## Task
Which lines of the records below contain the string "lower"? Report each of them.

──────────────────────────────

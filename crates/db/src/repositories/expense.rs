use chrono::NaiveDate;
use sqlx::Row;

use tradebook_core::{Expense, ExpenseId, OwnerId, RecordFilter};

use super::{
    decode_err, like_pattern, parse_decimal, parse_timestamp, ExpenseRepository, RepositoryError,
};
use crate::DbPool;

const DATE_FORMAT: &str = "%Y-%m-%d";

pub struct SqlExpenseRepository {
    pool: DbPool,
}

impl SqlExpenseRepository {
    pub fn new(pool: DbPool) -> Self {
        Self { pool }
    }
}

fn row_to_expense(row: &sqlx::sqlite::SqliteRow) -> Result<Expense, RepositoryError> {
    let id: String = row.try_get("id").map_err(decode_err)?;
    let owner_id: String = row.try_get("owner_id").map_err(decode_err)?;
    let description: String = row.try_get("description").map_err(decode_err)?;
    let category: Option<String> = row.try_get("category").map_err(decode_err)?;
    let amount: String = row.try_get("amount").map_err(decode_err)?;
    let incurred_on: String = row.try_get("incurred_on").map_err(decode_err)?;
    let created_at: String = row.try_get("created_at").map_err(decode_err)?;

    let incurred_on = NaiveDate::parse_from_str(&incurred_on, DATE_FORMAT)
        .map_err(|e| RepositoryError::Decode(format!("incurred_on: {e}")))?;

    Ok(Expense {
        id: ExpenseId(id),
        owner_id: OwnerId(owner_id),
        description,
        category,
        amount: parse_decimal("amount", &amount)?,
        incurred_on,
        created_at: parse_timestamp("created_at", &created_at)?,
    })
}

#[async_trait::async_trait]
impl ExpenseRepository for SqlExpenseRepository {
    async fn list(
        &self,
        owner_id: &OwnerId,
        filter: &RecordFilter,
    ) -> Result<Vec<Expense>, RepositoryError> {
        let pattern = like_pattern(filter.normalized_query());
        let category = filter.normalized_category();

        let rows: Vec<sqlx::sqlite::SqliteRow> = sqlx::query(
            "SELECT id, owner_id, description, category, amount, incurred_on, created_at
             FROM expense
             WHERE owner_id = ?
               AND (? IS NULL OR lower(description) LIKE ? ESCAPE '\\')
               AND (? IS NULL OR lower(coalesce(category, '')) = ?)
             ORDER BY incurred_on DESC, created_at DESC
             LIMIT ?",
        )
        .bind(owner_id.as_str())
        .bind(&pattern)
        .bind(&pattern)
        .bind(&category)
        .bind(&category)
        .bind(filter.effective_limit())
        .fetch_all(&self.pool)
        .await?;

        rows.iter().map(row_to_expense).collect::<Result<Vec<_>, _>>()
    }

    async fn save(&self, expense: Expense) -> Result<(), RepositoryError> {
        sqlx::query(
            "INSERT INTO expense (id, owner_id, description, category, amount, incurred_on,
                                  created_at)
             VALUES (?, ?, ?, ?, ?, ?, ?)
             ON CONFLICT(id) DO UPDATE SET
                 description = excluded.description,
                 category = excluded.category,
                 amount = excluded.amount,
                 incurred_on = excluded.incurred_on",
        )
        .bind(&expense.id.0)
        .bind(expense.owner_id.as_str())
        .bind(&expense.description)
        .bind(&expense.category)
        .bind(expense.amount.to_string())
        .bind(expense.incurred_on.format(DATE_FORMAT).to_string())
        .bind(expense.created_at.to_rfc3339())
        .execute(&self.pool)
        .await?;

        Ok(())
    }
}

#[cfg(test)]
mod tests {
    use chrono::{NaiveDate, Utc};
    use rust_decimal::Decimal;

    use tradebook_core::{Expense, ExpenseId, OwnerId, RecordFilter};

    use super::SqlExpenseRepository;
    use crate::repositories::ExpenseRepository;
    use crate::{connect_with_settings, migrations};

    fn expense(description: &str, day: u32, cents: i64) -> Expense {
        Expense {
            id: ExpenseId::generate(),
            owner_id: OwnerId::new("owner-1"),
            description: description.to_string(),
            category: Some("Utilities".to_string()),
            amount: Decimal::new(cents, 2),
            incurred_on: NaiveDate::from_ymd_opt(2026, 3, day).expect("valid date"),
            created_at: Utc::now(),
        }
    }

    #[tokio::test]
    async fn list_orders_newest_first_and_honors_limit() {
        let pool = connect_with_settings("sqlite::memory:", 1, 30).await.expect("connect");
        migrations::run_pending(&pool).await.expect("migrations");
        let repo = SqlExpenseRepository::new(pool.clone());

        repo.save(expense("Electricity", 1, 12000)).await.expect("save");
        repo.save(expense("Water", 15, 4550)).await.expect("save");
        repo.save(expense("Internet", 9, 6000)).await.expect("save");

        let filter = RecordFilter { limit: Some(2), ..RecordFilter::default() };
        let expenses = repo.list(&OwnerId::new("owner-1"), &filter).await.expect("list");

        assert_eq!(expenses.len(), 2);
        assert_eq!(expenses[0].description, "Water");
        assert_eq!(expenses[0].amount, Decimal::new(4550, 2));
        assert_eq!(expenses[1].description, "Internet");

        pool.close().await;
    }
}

──────────────────────────────

## Exercise answer
               AND (? IS NULL OR lower(description) LIKE ? ESCAPE '\\')
               AND (? IS NULL OR lower(coalesce(category, '')) = ?)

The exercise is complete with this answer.